Magi © Shinobu Ohtaka.

Tidak mengambil keuntungan material apapun dari karya ini.

Note: AU (aftermath).


Peralatan makan kembali bergesek. Menimbulkan denting di tengah keheningan. Bukannya mencairkan suasana malah semakin menunjukkan betapa canggung situasi. Hari ini Alibaba memakai garpu-sendok. Morgiana menyembunyikan harta di bawah meja makan. Hanya satu tangan yang ia pakai untuk aktivitas. Akibatnya garpu menganggur rapi di tepi piring. Alibaba menatapnya.

"Kalung dariku tidak dipakai?" Kalung itu, dari Alibaba sebagai mahar pernikahan.

Morgiana merasakan keringat di tangannya berhimpit dengan rantaian emas. Tidak ingin memojokkan, Alibaba tersenyum lepas bercampur lemah. "Baiklah, aku berangkat ke kantor dagang dulu."

Mencapai ambang pintu, Morgiana menahan bajunya. "Kenapa … Alibaba-san mau menikahiku?"

Kalung di tangan kirinya berincing. Alibaba lagi-lagi meneduhkan tatapan di atas senyumnya. Ia adalah pemuda sukses berusia duapuluh tiga yang sudah mapan sejak beberapa tahun lalu. Mempunyai maskapai dagang sukses, bahkan memiliki garis keturunan spesial. Walau kenyataan mengungkap ia hanyalah mantan pangeran. Sebuah anomali ketika menengok Alibaba baru menikah. Ketika remaja-remaja di kota tersebut sudah mengapit lengan pasangannya. Terlebih, kemarin hari istrinya adalah budak tawanan perang.

"Aku tidak bisa mengerti semua ini. Tubuhku tidak menarik—kau bahkan belum menyentuhku lebih dari mengecup kening." Matanya mulai berkaca-kaca. "Bukankah berjejer gadis yang ingin dirinya kau nikahi? Lantas mengapa aku—yang lebih pantas kau jadikan budak…"

Tangan Alibaba terangkat untuk mengusap rambut merah Morgiana. Rambut yang selalu memiliki banyak makna.

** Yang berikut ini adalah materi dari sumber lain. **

//! Comment listing, authoring, and reactions.

use std::sync::Arc;

use async_trait::async_trait;
use memento_api_models::{Comment, CommentPage, CommentWithPost, UserCommentPage};

use crate::error::ClientResult;
use crate::loader::{FetchPage, FetchedPage, PageLoader};
use crate::pipeline::ApiRequest;

use super::MemoClient;

/// Marker for the per-user comment listing, which joins each comment with
/// the post it was left on.
#[derive(Debug, Clone, PartialEq, Eq)]
pub struct UserCommentFeed {
    /// Comment author account name.
    pub username: String,
}

impl MemoClient {
    /// One page of a post's comments.
    pub async fn post_comments(&self, post_id: u64, page: u32) -> ClientResult<CommentPage> {
        let request = ApiRequest::get("/api/comment/postComments")
            .query("id", post_id.to_string())
            .query("page", page.to_string());
        self.pipeline().get_json(&request).await
    }

    /// One page of a user's comments, each joined with its post.
    pub async fn user_comments(&self, username: &str, page: u32) -> ClientResult<UserCommentPage> {
        let request = ApiRequest::get("/api/comment/userComments")
            .query("username", username)
            .query("page", page.to_string());
        self.pipeline().get_json(&request).await
    }

    /// Leave a comment on a post.
    pub async fn create_comment(&self, post_id: u64, content: &str) -> ClientResult<()> {
        let request = ApiRequest::post_form(
            "/api/comment/create",
            vec![
                ("id", post_id.to_string()),
                ("content", content.to_string()),
            ],
        );
        self.pipeline().execute(&request).await
    }

    /// Like a comment.
    pub async fn like_comment(&self, comment_id: u64) -> ClientResult<()> {
        let request =
            ApiRequest::post_form("/api/comment/like", vec![("id", comment_id.to_string())]);
        self.pipeline().execute(&request).await
    }

    /// Remove a like from a comment.
    pub async fn unlike_comment(&self, comment_id: u64) -> ClientResult<()> {
        let request =
            ApiRequest::post_form("/api/comment/unlike", vec![("id", comment_id.to_string())]);
        self.pipeline().execute(&request).await
    }

    /// Loader over one post's comments.
    #[must_use]
    pub fn comment_loader(&self, post_id: u64) -> PageLoader<Comment> {
        let source = PostCommentSource {
            client: self.clone(),
            post_id,
        };
        PageLoader::new(Arc::new(source), self.events().clone())
    }

    /// Loader over a user's comments joined with their posts.
    #[must_use]
    pub fn user_comment_loader(&self, feed: UserCommentFeed) -> PageLoader<CommentWithPost> {
        let source = UserCommentSource {
            client: self.clone(),
            feed,
        };
        PageLoader::new(Arc::new(source), self.events().clone())
    }
}

struct PostCommentSource {
    client: MemoClient,
    post_id: u64,
}

#[async_trait]
impl FetchPage<Comment> for PostCommentSource {
    async fn fetch(&self, page: u32) -> ClientResult<FetchedPage<Comment>> {
        let fetched = self.client.post_comments(self.post_id, page).await?;
        Ok(FetchedPage {
            items: fetched.comments,
            max_page: fetched.max_page,
        })
    }
}

struct UserCommentSource {
    client: MemoClient,
    feed: UserCommentFeed,
}

#[async_trait]
impl FetchPage<CommentWithPost> for UserCommentSource {
    async fn fetch(&self, page: u32) -> ClientResult<FetchedPage<CommentWithPost>> {
        let fetched = self.client.user_comments(&self.feed.username, page).await?;
        Ok(FetchedPage {
            items: fetched.comments,
            max_page: fetched.max_page,
        })
    }
}
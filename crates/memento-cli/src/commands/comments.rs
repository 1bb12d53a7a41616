//! Comment listing and authoring commands.

use crate::cli::{CommentCreateArgs, CommentIdArgs, CommentListArgs};
use crate::client::{AppContext, CliResult};
use crate::commands::drain_pages;
use crate::output;

pub(crate) async fn handle_list(ctx: &AppContext, args: CommentListArgs) -> CliResult<()> {
    let loader = ctx.client.comment_loader(args.post_id);
    let comments = drain_pages(&loader, args.pages).await?;
    output::render_comments(&comments, ctx.output)
}

pub(crate) async fn handle_create(ctx: &AppContext, args: CommentCreateArgs) -> CliResult<()> {
    ctx.client
        .create_comment(args.post_id, &args.content)
        .await?;
    println!("comment added to post {}", args.post_id);
    Ok(())
}

pub(crate) async fn handle_like(ctx: &AppContext, args: CommentIdArgs) -> CliResult<()> {
    ctx.client.like_comment(args.id).await?;
    println!("comment {} liked", args.id);
    Ok(())
}

pub(crate) async fn handle_unlike(ctx: &AppContext, args: CommentIdArgs) -> CliResult<()> {
    ctx.client.unlike_comment(args.id).await?;
    println!("comment {} unliked", args.id);
    Ok(())
}

#[cfg(test)]
mod tests {
    use super::*;
    use crate::commands::test_support::{signed_in_context_for, user_json};
    use httpmock::prelude::*;
    use serde_json::json;

    #[tokio::test]
    async fn list_walks_the_comment_pages() {
        let server = MockServer::start_async().await;
        let mock = server.mock(|when, then| {
            when.method(GET)
                .path("/api/comment/postComments")
                .query_param("id", "7")
                .query_param("page", "0");
            then.status(200).json_body(json!({
                "comments": [{
                    "CommentID": 11,
                    "PostID": 7,
                    "User": user_json("bob"),
                    "CreatedAt": "2024-02-02T00:00:00Z",
                    "EditedAt": "2024-02-02T00:00:00Z",
                    "Content": "nice",
                    "Liked": 0,
                    "IsLiked": false
                }],
                "maxPage": 0
            }));
        });

        let dir = tempfile::tempdir().expect("tempdir");
        let ctx = signed_in_context_for(&server, &dir.path().join("session.json"));
        handle_list(
            &ctx,
            CommentListArgs {
                post_id: 7,
                pages: 1,
            },
        )
        .await
        .expect("listing should succeed");
        mock.assert();
    }

    #[tokio::test]
    async fn create_posts_the_comment_body() {
        let server = MockServer::start_async().await;
        let mock = server.mock(|when, then| {
            when.method(POST)
                .path("/api/comment/create")
                .form_urlencoded_tuple("id", "7")
                .form_urlencoded_tuple("content", "nice");
            then.status(200);
        });

        let dir = tempfile::tempdir().expect("tempdir");
        let ctx = signed_in_context_for(&server, &dir.path().join("session.json"));
        handle_create(
            &ctx,
            CommentCreateArgs {
                post_id: 7,
                content: "nice".to_string(),
            },
        )
        .await
        .expect("create should succeed");
        mock.assert();
    }
}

"Aku memilihmu karena cinta."

"Bagaimana bisa kau melakukan itu?"

Alibaba meraih pundak Morgiana. Membuat mata mereka saling melihat. "Jangan merasa kalau kau tidak pantas bersanding denganku," katanya membuat kalung emas di tangan kembali berbunyi. "Aku bahagia bersamamu. Lantas setelah menikah, mengapa kau bertanya seperti itu? Apa kau tidak mencintaiku?" Alibaba mencari sejenak jawabannya di warna magenta. "Kalau memang begitu, mengapa waktu itu kau membebaskanku?"

Siang itu Alibaba diutus sebagai mata-mata ke daerah musuh. Menyamar, berusaha terlihat sebagai pelancong murni. Tetapi Morgiana sigap, dan langsung mengambil ancang-ancang kepada seorang yang menutup kepalanya dengan kain untuk mengorek informasi. Dalam situasi saat itu, sangat mudah bagi Morgiana untuk mengalahkan Alibaba. Namun yang terjadi adalah kebalikannya. Padahal budak kasar itu berada di kandangnya.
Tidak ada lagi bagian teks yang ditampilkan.